The craft beer industry is cutthroat, particularly because it comprises so many small businesses clawing to stand out. According to Cowan, the field has seen more growth in the past three years than at any point in history, ballooning to more than 5,000 craft brewers operating in the country.

“This is the single greatest time in history to enjoy great beer and to make craft beer,” he said.
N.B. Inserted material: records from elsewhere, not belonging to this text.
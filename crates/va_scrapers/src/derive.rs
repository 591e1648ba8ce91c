//! Derives the study summary shown on the visual abstract from the parsed
//! abstract sections and the Key Points box.

use indexmap::IndexMap;
use once_cell::sync::Lazy;
use regex::Regex;

use va_core::VisualAbstract;

use crate::scrapers::jama::sections::KeyPoints;
use crate::text::{clean, split_sentences, truncate_chars, SectionKind};

const MAX_KEY_NUMBERS: usize = 8;
const MAX_SETTINGS_CHARS: usize = 250;

static COMPARATOR_PATTERNS: Lazy<Vec<Regex>> = Lazy::new(|| {
    [
        r"(?i)\bvs\.?\s+([^.;:]+)",
        r"(?i)\bversus\s+([^.;:]+)",
        r"(?i)\bcompared with\s+([^.;:]+)",
    ]
    .iter()
    .map(|p| Regex::new(p).expect("valid comparator pattern"))
    .collect()
});

static KEY_NUMBER_PATTERNS: Lazy<Vec<Regex>> = Lazy::new(|| {
    [
        r"(?i)\bn\s*=\s*\d{2,4}\b",
        r"\b\d{1,3}(?:\.\d+)?\s?%",
        r"(?i)\bp\s*[<=>]\s*0?\.\d+",
        r"\b(?:OR|RR|HR)\s*[=,]\s*\d+(?:\.\d+)?\b",
        r"(?i)\b\d{2}%\s*CI\s*[,:]?\s*-?\d+(?:\.\d+)?\s*(?:to|[–-])\s*-?\d+(?:\.\d+)?",
        r"(?i)[-+]?\b\d+(?:\.\d+)?\s*(?:m|km|min|days|weeks)\b",
    ]
    .iter()
    .map(|p| Regex::new(p).expect("valid key number pattern"))
    .collect()
});

static LOCATION: Lazy<Regex> = Lazy::new(|| {
    Regex::new(
        r"(?i)(?:\d+\s+(?:centers?|centres?|sites?|units?|hospitals?)|across the\s+[A-Za-z ,\-]+|(?-i:\bin\s+[A-Z][a-zA-Z]+(?:\s+[A-Z][a-zA-Z]+)?)|multicenter|multicentre|single[- ]cent(?:er|re))",
    )
    .expect("valid location pattern")
});

static PRIMARY_OUTCOME: Lazy<Regex> = Lazy::new(|| {
    Regex::new(r"(?i)(primary (?:outcome|endpoint)[^.;:]*[.;:]?)").expect("valid outcome pattern")
});

/// Builds the summary; `None` when the page offered nothing to summarise.
pub fn visual_abstract(
    sections: &IndexMap<String, String>,
    key_points: &KeyPoints,
) -> Option<VisualAbstract> {
    let by_kind = |kind: SectionKind| -> String {
        sections
            .iter()
            .find(|(label, _)| SectionKind::from_heading(label) == Some(kind))
            .map(|(_, text)| text.clone())
            .unwrap_or_default()
    };
    let or = |preferred: &Option<String>, fallback: String| -> String {
        preferred
            .clone()
            .filter(|s| !s.is_empty())
            .unwrap_or(fallback)
    };

    let participants = by_kind(SectionKind::DesignSettingParticipants);
    let intervention = by_kind(SectionKind::Interventions);
    let outcomes = by_kind(SectionKind::MainOutcomes);
    let conclusions = {
        let c = by_kind(SectionKind::Conclusions);
        if c.is_empty() {
            by_kind(SectionKind::Meaning)
        } else {
            c
        }
    };

    let findings_summary = or(&key_points.findings, by_kind(SectionKind::Results));
    let summary = VisualAbstract {
        comparator: pull_comparator(&intervention)
            .or_else(|| pull_comparator(&participants))
            .unwrap_or_default(),
        settings_locations: pull_settings_locations(
            &by_kind(SectionKind::SettingsLocations),
            &participants,
        ),
        primary_outcome: pull_primary_outcome(
            &outcomes,
            &format!("{} {}", participants, intervention),
        ),
        key_numbers: pull_key_numbers(&findings_summary),
        before: or(&key_points.question, by_kind(SectionKind::Importance)),
        added_value: by_kind(SectionKind::Objective),
        implications: or(&key_points.meaning, conclusions),
        findings_summary,
        participants,
        intervention,
    };

    (summary != VisualAbstract::default()).then_some(summary)
}

pub fn pull_comparator(text: &str) -> Option<String> {
    let text = clean(text);
    COMPARATOR_PATTERNS.iter().find_map(|re| {
        re.captures(&text)
            .map(|caps| clean(&caps[1]))
            .filter(|c| !c.is_empty())
    })
}

/// An explicit settings section wins; otherwise the first participants
/// sentence that names a place or a site count.
pub fn pull_settings_locations(explicit: &str, participants: &str) -> String {
    let explicit = clean(explicit);
    if !explicit.is_empty() {
        return explicit;
    }
    split_sentences(participants)
        .into_iter()
        .find(|s| LOCATION.is_match(s))
        .map(|s| truncate_chars(&clean(s), MAX_SETTINGS_CHARS))
        .unwrap_or_default()
}

pub fn pull_primary_outcome(outcomes: &str, backup: &str) -> String {
    [outcomes, backup]
        .iter()
        .find_map(|text| {
            PRIMARY_OUTCOME
                .captures(&clean(text))
                .map(|caps| clean(&caps[1]))
        })
        .unwrap_or_else(|| clean(outcomes))
}

pub fn pull_key_numbers(text: &str) -> Vec<String> {
    let text = clean(text);
    let mut numbers: Vec<String> = Vec::new();
    for re in KEY_NUMBER_PATTERNS.iter() {
        for m in re.find_iter(&text) {
            let found = m.as_str().trim().to_string();
            if !numbers.contains(&found) {
                numbers.push(found);
            }
        }
    }
    numbers.truncate(MAX_KEY_NUMBERS);
    numbers
}

#[cfg(test)]
mod tests {
    use super::*;

    fn sections(pairs: &[(&str, &str)]) -> IndexMap<String, String> {
        pairs
            .iter()
            .map(|(k, v)| (k.to_string(), v.to_string()))
            .collect()
    }

    #[test]
    fn test_comparator() {
        assert_eq!(
            pull_comparator("Exercise training vs. usual care; 12 weeks").as_deref(),
            Some("usual care")
        );
        assert_eq!(
            pull_comparator("Drug A compared with placebo.").as_deref(),
            Some("placebo")
        );
        assert_eq!(pull_comparator("Single-arm study."), None);
    }

    #[test]
    fn test_settings_from_participants() {
        let participants = "This randomized clinical trial enrolled adults. \
            It was conducted at 12 hospitals in Denmark. Follow-up lasted 1 year.";
        assert_eq!(
            pull_settings_locations("", participants),
            "It was conducted at 12 hospitals in Denmark."
        );
        assert_eq!(pull_settings_locations("Three sites in Ohio", participants), "Three sites in Ohio");
        assert_eq!(pull_settings_locations("", "adults were enrolled."), "");
    }

    #[test]
    fn test_primary_outcome() {
        assert_eq!(
            pull_primary_outcome(
                "The primary outcome was 6-minute walk distance; secondary outcomes included QoL.",
                ""
            ),
            "primary outcome was 6-minute walk distance;"
        );
        assert_eq!(pull_primary_outcome("Mortality at 30 days.", ""), "Mortality at 30 days.");
        assert_eq!(
            pull_primary_outcome("", "The primary end point... n/a"),
            ""
        );
    }

    #[test]
    fn test_key_numbers_unique_and_capped() {
        let numbers = pull_key_numbers(
            "Among 240 participants (n = 240), 45% improved vs 30% (P = .01; HR = 0.72). \
             Walk distance rose 35 m over 12 weeks; 45% again.",
        );
        assert_eq!(numbers[0], "n = 240");
        assert!(numbers.contains(&"45%".to_string()));
        assert!(numbers.contains(&"P = .01".to_string()));
        assert!(numbers.contains(&"HR = 0.72".to_string()));
        assert_eq!(numbers.iter().filter(|n| n.as_str() == "45%").count(), 1);
        assert!(numbers.len() <= MAX_KEY_NUMBERS);
    }

    #[test]
    fn test_visual_abstract_prefers_key_points() {
        let secs = sections(&[
            ("Importance", "Why it matters."),
            ("Objective", "To test X."),
            ("Design, Setting, and Participants", "Trial at 3 centers in Spain."),
            ("Interventions", "X vs placebo"),
            ("Results", "X helped."),
            ("Conclusions and Relevance", "Use X."),
        ]);
        let key_points = KeyPoints {
            items: vec![],
            question: Some("Does X help?".into()),
            findings: None,
            meaning: Some("X should be used.".into()),
        };
        let va = visual_abstract(&secs, &key_points).unwrap();
        assert_eq!(va.before, "Does X help?");
        assert_eq!(va.findings_summary, "X helped.");
        assert_eq!(va.implications, "X should be used.");
        assert_eq!(va.comparator, "placebo");
        assert_eq!(va.added_value, "To test X.");
        assert_eq!(va.settings_locations, "Trial at 3 centers in Spain.");
    }

    #[test]
    fn test_visual_abstract_empty() {
        assert!(visual_abstract(&IndexMap::new(), &KeyPoints::default()).is_none());
    }
}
The Jewish branding of Shmaltz is unique, Cowan said. Iconic kosher wine companies such as Kedem and Manischewitz — the names most Jews attune to when playing word association with “Jewish” and “alcohol” — are owned by bigger companies. Cowan hopes drinkers of his beer relish Shmaltz’s ascendancy in the highly competitive beer marketplace as a Jewish independent business going on 20 years.

“I hope the Jewish community feels proud,” he said. “We do feel the support at events and on social media. It’s very difficult to maintain a for-profit consumer Jewish business, and I’m very proud that we’ve accomplished that and hope we can for many years to come.”